BY: Kelsey Williamson (Gainesville, GA)
One of the first things that Ally Condie said when she began speaking to the first-year seminar classes on Wednesday afternoon was that she was surprised when she received the request to come speak at a college, because she assumed the request was meant for the adult book publishers, not that of a young adult novelist like herself.
This was merely an indication that Condie did not feel that her book was of the level that college freshmen would be studying, and I cannot help but agree with her. However, she did a good job of capturing the room by beginning with topics that we could relate to, like prom and high school. She explained the premise for the book but did not go into much depth due to time restraints. Her ideas felt as though they were undeveloped and she made it seem as though Matched was a spur-of-the-moment idea that didn’t take much thought.

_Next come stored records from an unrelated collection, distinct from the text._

//! Startup resolution driven end-to-end into an assembled engine.
//!
//! Resolves a version descriptor through the archive search chain, then
//! boots a `MainLoop` from it and checks the degraded-but-defined behavior
//! for a missing voice archive.

use std::collections::HashSet;
use std::ops::ControlFlow;
use std::path::{Path, PathBuf};

use ashlight_core::options::StartupOptions;
use ashlight_core::timing::{FrameBudget, TimingGovernor};
use ashlight_data::{ArchiveProbe, SearchConfig, VersionError, identify};
use ashlight_screen::mainloop::{MainLoop, Subsystems};
use ashlight_screen::test_utils::{
    AdvancingIdler, CountingStepper, ManualClock, MemoryLumps, RecordingAudio, SharedGame,
    SharedVideo, StubAutomap, StubFinale, StubHud, StubIntermission, StubMenu, StubOverlay,
    StubStatusBar, StubView,
};

struct SetProbe(HashSet<PathBuf>);

impl ArchiveProbe for SetProbe {
    fn exists(&self, path: &Path) -> bool {
        self.0.contains(path)
    }
}

fn search_config() -> SearchConfig {
    SearchConfig {
        dirs: vec![PathBuf::from("/res")],
        primary_archive: Some(PathBuf::from("/games/ashlight.rpk")),
    }
}

fn probe(paths: &[&str]) -> SetProbe {
    SetProbe(paths.iter().map(PathBuf::from).collect())
}

fn subsystems(video: &SharedVideo) -> Subsystems {
    Subsystems {
        stepper: Box::new(CountingStepper::new(1)),
        game: Box::new(SharedGame::new()),
        menu: Box::new(StubMenu::new()),
        overlay: Box::new(StubOverlay::default()),
        audio: Box::new(RecordingAudio::new()),
        video: Box::new(video.clone()),
        status_bar: Box::new(StubStatusBar::default()),
        automap: Box::new(StubAutomap::default()),
        hud: Box::new(StubHud::default()),
        view: Box::new(StubView::default()),
        intermission: Box::new(StubIntermission::default()),
        finale: Box::new(StubFinale::default()),
        lumps: Box::new(MemoryLumps::new()),
    }
}

#[test]
fn missing_voice_archive_boots_with_text_dialog() {
    let descriptor = identify(
        &search_config(),
        &probe(&["/res/support.rpk"]),
        Default::default(),
    )
    .expect("missing voices is not fatal");

    assert!(!descriptor.voices_enabled);
    assert!(descriptor.force_text_dialog);

    // The engine boots and runs normally on the degraded descriptor.
    let video = SharedVideo::new();
    let clock = ManualClock::new();
    let idler = AdvancingIdler::for_clock(&clock);
    let governor = TimingGovernor::new(clock, idler, FrameBudget::default());
    let mut main_loop = MainLoop::new(
        StartupOptions::default(),
        descriptor,
        false,
        governor,
        subsystems(&video),
    );
    main_loop.start();
    for _ in 0..10 {
        assert_eq!(main_loop.run_iteration(), ControlFlow::Continue(()));
    }
    assert!(!main_loop.descriptor().voices_enabled);
}

#[test]
fn missing_support_archive_is_a_fatal_startup_error() {
    let error = identify(
        &search_config(),
        &probe(&["/res/voices.rpk"]),
        Default::default(),
    )
    .expect_err("the support archive is required");

    // The caller maps this to a diagnostic abort with non-zero exit.
    assert!(matches!(
        error,
        VersionError::MissingSupportArchive { name: "support.rpk" }
    ));
}

#[test]
fn support_archive_resolves_through_the_primary_fallback() {
    let descriptor = identify(
        &search_config(),
        &probe(&["/res/voices.rpk", "/games/support.rpk"]),
        Default::default(),
    )
    .expect("fallback beside the primary archive");

    assert!(descriptor.voices_enabled);
    assert!(
        descriptor
            .archives
            .contains(&PathBuf::from("/games/support.rpk"))
    );
}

Condie is however a very warm person who is very charismatic when talking about her books, most likely due to her years as a teacher; however, when time came for a question and answer session, the author began to falter in my eyes. One of the most controversial topics talked about in class discussion was that she chose the age 80 for people to die. When asked about the choice, she did not have much reasoning other than her grandparents’ health began to deteriorate at that age and she felt it was somewhat of a maximum age where people could be healthy before they began to have problems. I, along with many others, felt as though this was an issue because many of us have grandparents or relatives much older than 80 who thrive in their golden years.

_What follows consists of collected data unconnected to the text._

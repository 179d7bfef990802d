//! Shared test stubs for unit and integration tests.
//!
//! Gated behind `#[cfg(any(test, feature = "test-utils"))]` so the same
//! recording subsystems drive module tests here and the assembled-engine
//! scenarios in the integration-tests crate.

use std::cell::{Cell, RefCell};
use std::collections::HashMap;
use std::rc::Rc;
use std::sync::Arc;

use ashlight_core::context::ViewGeometry;
use ashlight_core::dispatch::{GameResponder, MenuResponder};
use ashlight_core::event::InputEvent;
use ashlight_core::subsystem::{
    AudioMixer, AutomapView, FinaleView, FrameCapture, FrontendOverlay, HudView,
    IntermissionView, LumpCategory, LumpSource, MenuSystem, MusicCue, PlayerViewRenderer,
    SimulationStepper, SoundCue, StatusBarView, VideoBackend,
};
use ashlight_core::tick::Ticks;
use ashlight_core::timing::{Clock, Idler};

// ===========================================================================
// Audio
// ===========================================================================

/// Everything the presentation layer asked the mixer to do, in order.
#[derive(Debug, Clone, PartialEq, Eq)]
pub enum AudioEvent {
    Music(MusicCue),
    ChangeMusic(MusicCue, bool),
    Sound(SoundCue),
    Voice(String),
    Positions,
}

#[derive(Debug, Default)]
pub struct RecordingAudio {
    pub events: Vec<AudioEvent>,
}

impl RecordingAudio {
    pub fn new() -> Self {
        Self::default()
    }
}

impl AudioMixer for RecordingAudio {
    fn start_music(&mut self, cue: MusicCue) {
        self.events.push(AudioEvent::Music(cue));
    }

    fn change_music(&mut self, cue: MusicCue, looping: bool) {
        self.events.push(AudioEvent::ChangeMusic(cue, looping));
    }

    fn start_sound(&mut self, cue: SoundCue) {
        self.events.push(AudioEvent::Sound(cue));
    }

    fn start_voice(&mut self, lump: &str) {
        self.events.push(AudioEvent::Voice(lump.to_string()));
    }

    fn update_positions(&mut self) {
        self.events.push(AudioEvent::Positions);
    }
}

// ===========================================================================
// Menu, overlay, game responder
// ===========================================================================

/// Menu stub: consumes events while `modal` is set, tracks open/close.
#[derive(Debug, Default)]
pub struct StubMenu {
    pub active: bool,
    pub help: bool,
    pub modal: bool,
    pub closed: bool,
    pub seen: Vec<InputEvent>,
    pub draw_calls: u32,
}

impl StubMenu {
    pub fn new() -> Self {
        Self::default()
    }
}

impl MenuResponder for StubMenu {
    fn respond(&mut self, event: &InputEvent) -> bool {
        self.seen.push(*event);
        self.modal
    }
}

impl MenuSystem for StubMenu {
    fn is_active(&self) -> bool {
        self.active
    }

    fn in_help_screens(&self) -> bool {
        self.help
    }

    fn draw(&mut self) {
        self.draw_calls += 1;
    }

    fn close(&mut self) {
        self.active = false;
        self.closed = true;
    }
}

#[derive(Debug, Default)]
pub struct StubOverlay {
    pub active: bool,
    pub draw_calls: u32,
}

impl FrontendOverlay for StubOverlay {
    fn is_active(&self) -> bool {
        self.active
    }

    fn draw(&mut self) {
        self.draw_calls += 1;
    }
}

#[derive(Debug, Default)]
pub struct RecordingGame {
    pub seen: Vec<InputEvent>,
}

impl GameResponder for RecordingGame {
    fn respond(&mut self, event: &InputEvent) -> bool {
        self.seen.push(*event);
        true
    }
}

// ===========================================================================
// Video
// ===========================================================================

/// One recorded video-backend call.
#[derive(Debug, Clone, PartialEq, Eq)]
pub enum VideoOp {
    StartFrame,
    Blit,
    Finish,
    Capture,
    PresentCapture,
    ResetPalette,
    Page(String),
    Patch(String, i32, i32),
    Block { x: i32, y: i32, w: u32, h: u32 },
    FillBox,
    Text(String),
    BigText(String),
    EndText,
}

/// Records every call; each capture returns a distinct flat frame so a
/// wipe between two captures has real blending work to do.
#[derive(Debug, Default)]
pub struct RecordingVideo {
    pub ops: Vec<VideoOp>,
    next_capture_fill: u8,
}

impl RecordingVideo {
    pub fn new() -> Self {
        Self::default()
    }

    pub fn finish_count(&self) -> usize {
        self.ops.iter().filter(|op| **op == VideoOp::Finish).count()
    }

    pub fn capture_count(&self) -> usize {
        self.ops.iter().filter(|op| **op == VideoOp::Capture).count()
    }

    pub fn pages(&self) -> Vec<&str> {
        self.ops
            .iter()
            .filter_map(|op| match op {
                VideoOp::Page(name) => Some(name.as_str()),
                _ => None,
            })
            .collect()
    }
}

impl VideoBackend for RecordingVideo {
    fn start_frame(&mut self) {
        self.ops.push(VideoOp::StartFrame);
    }

    fn blit_buffered(&mut self) {
        self.ops.push(VideoOp::Blit);
    }

    fn finish_update(&mut self) {
        self.ops.push(VideoOp::Finish);
    }

    fn capture_frame(&mut self) -> FrameCapture {
        self.ops.push(VideoOp::Capture);
        let mut frame = FrameCapture::new();
        frame.data_mut().fill(self.next_capture_fill);
        self.next_capture_fill = self.next_capture_fill.wrapping_add(6);
        frame
    }

    fn present_capture(&mut self, _frame: &FrameCapture) {
        self.ops.push(VideoOp::PresentCapture);
    }

    fn reset_palette(&mut self) {
        self.ops.push(VideoOp::ResetPalette);
    }

    fn draw_page(&mut self, lump: &str) {
        self.ops.push(VideoOp::Page(lump.to_string()));
    }

    fn draw_patch(&mut self, lump: &str, x: i32, y: i32) {
        self.ops.push(VideoOp::Patch(lump.to_string(), x, y));
    }

    fn draw_block(&mut self, x: i32, y: i32, w: u32, h: u32, _pixels: &[u8]) {
        self.ops.push(VideoOp::Block { x, y, w, h });
    }

    fn fill_box(&mut self, _x: i32, _y: i32, _w: u32, _h: u32, _color: u8) {
        self.ops.push(VideoOp::FillBox);
    }

    fn draw_text(&mut self, _x: i32, _y: i32, text: &str) {
        self.ops.push(VideoOp::Text(text.to_string()));
    }

    fn draw_big_text(&mut self, _x: i32, _y: i32, text: &str) {
        self.ops.push(VideoOp::BigText(text.to_string()));
    }

    fn show_end_text(&mut self, _lump: &[u8]) {
        self.ops.push(VideoOp::EndText);
    }
}

/// Clonable handle around a [`RecordingVideo`] so tests can keep a view
/// into a backend that was boxed into the engine.
#[derive(Debug, Clone, Default)]
pub struct SharedVideo(pub Rc<RefCell<RecordingVideo>>);

impl SharedVideo {
    pub fn new() -> Self {
        Self::default()
    }

    pub fn ops(&self) -> Vec<VideoOp> {
        self.0.borrow().ops.clone()
    }

    pub fn op_len(&self) -> usize {
        self.0.borrow().ops.len()
    }

    /// The ops recorded since a previous `op_len` watermark. Keeps long
    /// driving loops from re-cloning the whole log every iteration.
    pub fn ops_since(&self, start: usize) -> Vec<VideoOp> {
        self.0.borrow().ops[start..].to_vec()
    }

    pub fn pages(&self) -> Vec<String> {
        self.0
            .borrow()
            .ops
            .iter()
            .filter_map(|op| match op {
                VideoOp::Page(name) => Some(name.clone()),
                _ => None,
            })
            .collect()
    }
}

impl VideoBackend for SharedVideo {
    fn start_frame(&mut self) {
        self.0.borrow_mut().start_frame();
    }

    fn blit_buffered(&mut self) {
        self.0.borrow_mut().blit_buffered();
    }

    fn finish_update(&mut self) {
        self.0.borrow_mut().finish_update();
    }

    fn capture_frame(&mut self) -> FrameCapture {
        self.0.borrow_mut().capture_frame()
    }

    fn present_capture(&mut self, frame: &FrameCapture) {
        self.0.borrow_mut().present_capture(frame);
    }

    fn reset_palette(&mut self) {
        self.0.borrow_mut().reset_palette();
    }

    fn draw_page(&mut self, lump: &str) {
        self.0.borrow_mut().draw_page(lump);
    }

    fn draw_patch(&mut self, lump: &str, x: i32, y: i32) {
        self.0.borrow_mut().draw_patch(lump, x, y);
    }

    fn draw_block(&mut self, x: i32, y: i32, w: u32, h: u32, pixels: &[u8]) {
        self.0.borrow_mut().draw_block(x, y, w, h, pixels);
    }

    fn fill_box(&mut self, x: i32, y: i32, w: u32, h: u32, color: u8) {
        self.0.borrow_mut().fill_box(x, y, w, h, color);
    }

    fn draw_text(&mut self, x: i32, y: i32, text: &str) {
        self.0.borrow_mut().draw_text(x, y, text);
    }

    fn draw_big_text(&mut self, x: i32, y: i32, text: &str) {
        self.0.borrow_mut().draw_big_text(x, y, text);
    }

    fn show_end_text(&mut self, lump: &[u8]) {
        self.0.borrow_mut().show_end_text(lump);
    }
}

/// Clonable handle around a [`RecordingGame`].
#[derive(Debug, Clone, Default)]
pub struct SharedGame(pub Rc<RefCell<RecordingGame>>);

impl SharedGame {
    pub fn new() -> Self {
        Self::default()
    }

    pub fn seen(&self) -> Vec<InputEvent> {
        self.0.borrow().seen.clone()
    }
}

impl GameResponder for SharedGame {
    fn respond(&mut self, event: &InputEvent) -> bool {
        self.0.borrow_mut().respond(event)
    }
}

// ===========================================================================
// Per-state drawers
// ===========================================================================

#[derive(Debug, Default)]
pub struct StubStatusBar {
    /// (fullview, force_redraw) per draw call.
    pub draws: Vec<(bool, bool)>,
    pub popup_active: bool,
    pub popup_polls: u32,
}

impl StatusBarView for StubStatusBar {
    fn draw(&mut self, fullview: bool, force_redraw: bool) {
        self.draws.push((fullview, force_redraw));
    }

    fn draw_popups(&mut self) -> bool {
        self.popup_polls += 1;
        self.popup_active
    }
}

#[derive(Debug, Default)]
pub struct StubAutomap {
    pub active: bool,
    pub draws: u32,
}

impl AutomapView for StubAutomap {
    fn is_active(&self) -> bool {
        self.active
    }

    fn draw(&mut self) {
        self.draws += 1;
    }
}

#[derive(Debug, Default)]
pub struct StubHud {
    pub erases: u32,
    pub draws: u32,
}

impl HudView for StubHud {
    fn erase(&mut self) {
        self.erases += 1;
    }

    fn draw(&mut self) {
        self.draws += 1;
    }
}

#[derive(Debug, Default)]
pub struct StubView {
    pub applies: u32,
    pub renders: u32,
    pub back_fills: u32,
    pub border_draws: u32,
}

impl PlayerViewRenderer for StubView {
    fn apply_view_size(&mut self, view: &mut ViewGeometry) {
        view.resize_pending = false;
        self.applies += 1;
    }

    fn render_view(&mut self) {
        self.renders += 1;
    }

    fn fill_back_screen(&mut self) {
        self.back_fills += 1;
    }

    fn draw_border(&mut self) {
        self.border_draws += 1;
    }
}

#[derive(Debug, Default)]
pub struct StubIntermission {
    pub draws: u32,
}

impl IntermissionView for StubIntermission {
    fn draw(&mut self) {
        self.draws += 1;
    }
}

#[derive(Debug, Default)]
pub struct StubFinale {
    pub draws: u32,
}

impl FinaleView for StubFinale {
    fn draw(&mut self) {
        self.draws += 1;
    }
}

// ===========================================================================
// Simulation stepper
// ===========================================================================

/// Runs a fixed number of steps per poll.
#[derive(Debug)]
pub struct CountingStepper {
    pub steps_per_call: u64,
    pub tick: Ticks,
}

impl CountingStepper {
    pub fn new(steps_per_call: u64) -> Self {
        Self {
            steps_per_call,
            tick: 0,
        }
    }
}

impl SimulationStepper for CountingStepper {
    fn run_pending(&mut self) -> u64 {
        self.tick += self.steps_per_call;
        self.steps_per_call
    }

    fn current_tick(&self) -> Ticks {
        self.tick
    }
}

// ===========================================================================
// Lumps
// ===========================================================================

/// In-memory lump store.
#[derive(Debug, Default)]
pub struct MemoryLumps {
    lumps: HashMap<String, Arc<[u8]>>,
}

impl MemoryLumps {
    pub fn new() -> Self {
        Self::default()
    }

    pub fn insert(&mut self, name: &str, data: Vec<u8>) {
        self.lumps.insert(name.to_string(), Arc::from(data));
    }
}

impl LumpSource for MemoryLumps {
    fn cache_lump(&mut self, name: &str, _category: LumpCategory) -> Option<Arc<[u8]>> {
        self.lumps.get(name).cloned()
    }

    fn contains(&self, name: &str) -> bool {
        self.lumps.contains_key(name)
    }
}

// ===========================================================================
// Clock and idler
// ===========================================================================

/// Clock driven by a shared cell; sleeps advance it so pacing loops make
/// progress under test.
#[derive(Debug, Clone)]
pub struct ManualClock {
    pub now_ms: Rc<Cell<u64>>,
}

impl ManualClock {
    pub fn new() -> Self {
        Self {
            now_ms: Rc::new(Cell::new(0)),
        }
    }

    pub fn handle(&self) -> Rc<Cell<u64>> {
        self.now_ms.clone()
    }
}

impl Default for ManualClock {
    fn default() -> Self {
        Self::new()
    }
}

impl Clock for ManualClock {
    fn now_ms(&self) -> u64 {
        self.now_ms.get()
    }
}

/// Idler that advances the shared clock instead of blocking.
#[derive(Debug)]
pub struct AdvancingIdler {
    pub now_ms: Rc<Cell<u64>>,
    pub slept_ms: u64,
}

impl AdvancingIdler {
    pub fn for_clock(clock: &ManualClock) -> Self {
        Self {
            now_ms: clock.handle(),
            slept_ms: 0,
        }
    }
}

impl Idler for AdvancingIdler {
    fn sleep_ms(&mut self, ms: u64) {
        self.now_ms.set(self.now_ms.get() + ms);
        self.slept_ms += ms;
    }
}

Another question that Condie did not have an answer for was an inquiry about the significance of the three colors of the pills in the book, blue, green and red. Her answer that she just chose colors because she wanted colors to contrast against the drabness of the setting. Coming from a strong literature background myself, Condie’s response was upsetting to me and led me to believe that she didn’t think many of her ideas through.
The Matched author stated that she did not bother to create the lists of “100 Poems,” “100 Books,” or any of the other lists mentioned in the book because she got bored doing so. I felt like this was almost unacceptable for an author who seems to want to create the next Twilight or The Hunger Games empire, complete with movie. She had very vague answers to questions about the location and time period of the book, and she even admitted that she was “too lazy” to do a lot of research when writing her books. I can understand that there are certain topics that her publisher prevents her from discussing, but I was unimpressed by her nonchalant attitude toward what I would consider some of the more important gaps in the story. Any symbolism that could have been identified by the readers was almost dismissed by Condie as being exactly what it is, removing any bit of depth that the novel could have had. In fact, I can’t recall a single symbol or deeper meaning that Condie identified from the book.
Ally Condie is a fun person to listen to when telling the story of a certain school’s prom dynamic, but I was disappointed with her answers to most of our questions. Maybe I’m just a sucker for classic literature that is full of symbols and depth, but I will probably not read the next book unless it’s free on Kindle. If her second speech was any more insightful than the first, then I may have altered my opinion; however, after leaving the book discussion I can say that I like Matched even less than I did to start with.